원문정보
초록
영어
Globalized modern society requires the recognition of the transnational paradigm, that is to say, the horizontal equal regard for all existences in the world. As one of the most representative modern American writers, Gish Jen has tried to describe the Chinese immigrant experience in the U.S. based on this transnational paradigm. The nativist vision on American identity has defined Americans only as whites, as manifested in the 1924 Immigration Act. However, Jen has criticized this, and shown her own vision of the ideal aspects of America as a family-like unit comprising various racial and cultural backgrounds. Typical American focuses on Ralph Chang’s family, middle-class Chinese immigrants, who have deteriorated in the process of Americanization. They misunderstood the way to true Americanness as materialistic pursuit of wealth.
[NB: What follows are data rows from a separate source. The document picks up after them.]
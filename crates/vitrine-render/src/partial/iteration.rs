use serde::ser::{Serialize, SerializeStruct, Serializer};

/// Position of the element being rendered within a collection.
///
/// Bound into each element's locals under `<variable>_iteration`, where
/// templates see `index`, `size`, `first` and `last`.
#[derive(Debug, Clone, Copy, PartialEq, Eq)]
pub struct PartialIteration {
    size: usize,
    index: usize,
}

impl PartialIteration {
    pub fn new(size: usize) -> Self {
        Self { size, index: 0 }
    }

    /// Number of elements in the collection.
    pub fn size(&self) -> usize {
        self.size
    }

    /// Zero-based index of the current element.
    pub fn index(&self) -> usize {
        self.index
    }

    /// Whether the current element is the first one.
    pub fn first(&self) -> bool {
        self.index == 0
    }

    /// Whether the current element is the last one.
    pub fn last(&self) -> bool {
        self.index + 1 == self.size
    }

    /// Advances to the next element. Callers stop at `size - 1`.
    pub fn iterate(&mut self) {
        self.index += 1;
    }
}

impl Serialize for PartialIteration {
    fn serialize<S: Serializer>(&self, serializer: S) -> Result<S::Ok, S::Error> {
        let mut state = serializer.serialize_struct("PartialIteration", 4)?;
        state.serialize_field("index", &self.index)?;
        state.serialize_field("size", &self.size)?;
        state.serialize_field("first", &self.first())?;
        state.serialize_field("last", &self.last())?;
        state.end()
    }
}

#[cfg(test)]
mod tests {
    use super::*;

    #[test]
    fn test_first_and_last() {
        let mut iteration = PartialIteration::new(3);
        assert!(iteration.first());
        assert!(!iteration.last());

        iteration.iterate();
        assert!(!iteration.first());
        assert!(!iteration.last());

        iteration.iterate();
        assert_eq!(iteration.index(), 2);
        assert!(iteration.last());
    }

    #[test]
    fn test_single_element_is_first_and_last() {
        let iteration = PartialIteration::new(1);
        assert!(iteration.first());
        assert!(iteration.last());
    }

    #[test]
    fn test_serializes_predicates() {
        let mut iteration = PartialIteration::new(2);
        iteration.iterate();
        assert_eq!(
            serde_json::to_value(iteration).unwrap(),
            serde_json::json!({"index": 1, "size": 2, "first": false, "last": true})
        );
    }
}
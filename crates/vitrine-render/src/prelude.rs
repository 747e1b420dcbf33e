//! Rendering prelude for convenient imports.
//!
//! This module re-exports the types most renders need, so a view layer can
//! import everything in one line:
//!
//! ```rust
//! use vitrine_render::prelude::*;
//!
//! let renderer = Renderer::from_registry(TemplateRegistry::new());
//! let output = renderer.render(&View::new(), TemplateOptions::plain("ok")).unwrap();
//! assert_eq!(output, "ok");
//! ```

// Entry point and requests
pub use crate::{PartialOptions, RenderOptions, Renderer, TemplateOptions};

// Values and per-render state
pub use crate::{Locals, PartialPathable, Renderable, View};

// Templates and lookup
pub use crate::{Template, TemplateRegistry};

// Layouts and streaming
pub use crate::{LayoutSpec, StreamOutcome, Transport};

// Errors
pub use crate::RenderError;
#[cfg(test)]
mod tests {
    use super::*;
    use crate::flow::View;
    use crate::template::Locals;

    fn resolver(entries: &[(&str, &str)]) -> TemplateResolver {
        TemplateResolver::new(TemplateRegistry::from_embedded_entries(entries))
    }

    fn html() -> LookupDetails {
        LookupDetails::new(vec!["html".into()])
    }

    // =========================================================================
    // Name tests
    // =========================================================================

    #[test]
    fn test_lookup_name() {
        assert_eq!(lookup_name("post", true), "_post");
        assert_eq!(lookup_name("posts/post", true), "posts/_post");
        assert_eq!(lookup_name("posts/_post", true), "posts/_post");
        assert_eq!(lookup_name("_post", true), "_post");
        assert_eq!(lookup_name("posts/index", false), "posts/index");
        assert_eq!(lookup_name("/layouts/app", false), "layouts/app");
    }

    // =========================================================================
    // Resolver tests
    // =========================================================================

    #[test]
    fn test_find_partial_under_prefixes() {
        let resolver = resolver(&[
            ("posts/_post.html.jinja", "posts"),
            ("shared/_post.html.jinja", "shared"),
        ]);
        let prefixes = vec!["admin".to_string(), "shared".to_string(), "posts".to_string()];

        let template = resolver
            .find_template("post", &prefixes, true, &[], &html())
            .unwrap();
        assert_eq!(template.identifier(), "shared/_post.html.jinja");
        assert_eq!(template.virtual_path(), Some("shared/_post"));
        assert_eq!(template.variable(), Some("post"));
        assert_eq!(template.format(), Some("html"));
    }

    #[test]
    fn test_find_missing_reports_search() {
        let resolver = resolver(&[("posts/_post.text.jinja", "x")]);
        let err = resolver
            .find_template("posts/post", &[], true, &[], &html())
            .err()
            .unwrap();
        match err {
            RenderError::MissingTemplate {
                path,
                partial,
                formats,
                ..
            } => {
                assert_eq!(path, "posts/post");
                assert!(partial);
                assert_eq!(formats, vec!["html"]);
            }
            other => panic!("unexpected error: {other}"),
        }
        assert!(resolver.template_exists("posts/post", &[], true));
        assert!(!resolver.template_exists("posts/post", &[], false));
    }

    #[test]
    fn test_compiled_cache_and_clear() {
        let resolver = resolver(&[("a.tmpl", "{x}"), ("b.jinja", "{{ x }}")]);
        let first = resolver.find_template("a", &[], false, &[], &html()).unwrap();
        let second = resolver.find_template("a", &[], false, &[], &html()).unwrap();
        assert!(Arc::ptr_eq(&first, &second));

        resolver.find_template("b", &[], false, &[], &html()).unwrap();
        assert_eq!(resolver.cached_len(), 2);

        resolver.clear_cache();
        assert_eq!(resolver.cached_len(), 0);
        let third = resolver.find_template("a", &[], false, &[], &html()).unwrap();
        assert!(!Arc::ptr_eq(&first, &third));
    }

    #[test]
    fn test_jinja_syntax_error_surfaces_at_lookup() {
        let resolver = resolver(&[("broken.jinja", "{% if %}")]);
        let result = resolver.find_template("broken", &[], false, &[], &html());
        assert!(matches!(result, Err(RenderError::Template(_))));
    }

    #[test]
    fn test_jinja_include_resolves_through_registry() {
        let resolver = resolver(&[
            ("pages/show.html.jinja", "[{% include 'pages/_header.html' %}]"),
            ("pages/_header.html.jinja", "{{ title }}"),
        ]);
        let template = resolver
            .find_template("pages/show", &[], false, &[], &html())
            .unwrap();
        let mut locals = Locals::new();
        locals.insert("title".into(), serde_json::json!("Hi"));
        assert_eq!(template.render_to_string(&View::new(), &locals).unwrap(), "[Hi]");
    }

    // =========================================================================
    // Context tests
    // =========================================================================

    #[test]
    fn test_prefixed_path_cache_memoizes() {
        let cache = PrefixedPathCache::new();
        let mut calls = 0;
        let merged = cache.fetch("admin/posts", "posts/post", || {
            calls += 1;
            "admin/posts/post".to_string()
        });
        assert_eq!(merged, "admin/posts/post");
        let again = cache.fetch("admin/posts", "posts/post", || {
            calls += 1;
            String::new()
        });
        assert_eq!(again, "admin/posts/post");
        assert_eq!(calls, 1);

        cache.clear();
        assert!(cache.is_empty());
    }

    #[test]
    fn test_context_uses_its_formats() {
        let lookup: Arc<dyn TemplateLookup> = Arc::new(resolver(&[
            ("page.html.jinja", "html"),
            ("page.text.jinja", "text"),
        ]));
        let context = LookupContext::new(lookup).with_formats(["text"]);
        let template = context.find_template("page", &[], false, &[]).unwrap();
        assert_eq!(template.format(), Some("text"));
    }
}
Consequently, they were deliberately to ignore their traditional Chinese moral and ethical standards to become Typical American. A case in point is Ralph’s participation in managing a franchise chicken restaurant with Grover. Ralph even gives up his tenured professorship which had been his ideal from childhood on. However, by the end of the novel, all of Ralph’s family members can achieve the synthetic balance between their Chinese ancestral inheritance and American culture to create a new and valuable culture. As we enter the modern transnational era, it is necessary for us to reexamine the true concept of nation and nationalism and try to make efforts for real communication and for shared benefits among nations. This kind of transnational paradigm we can find in Typical American.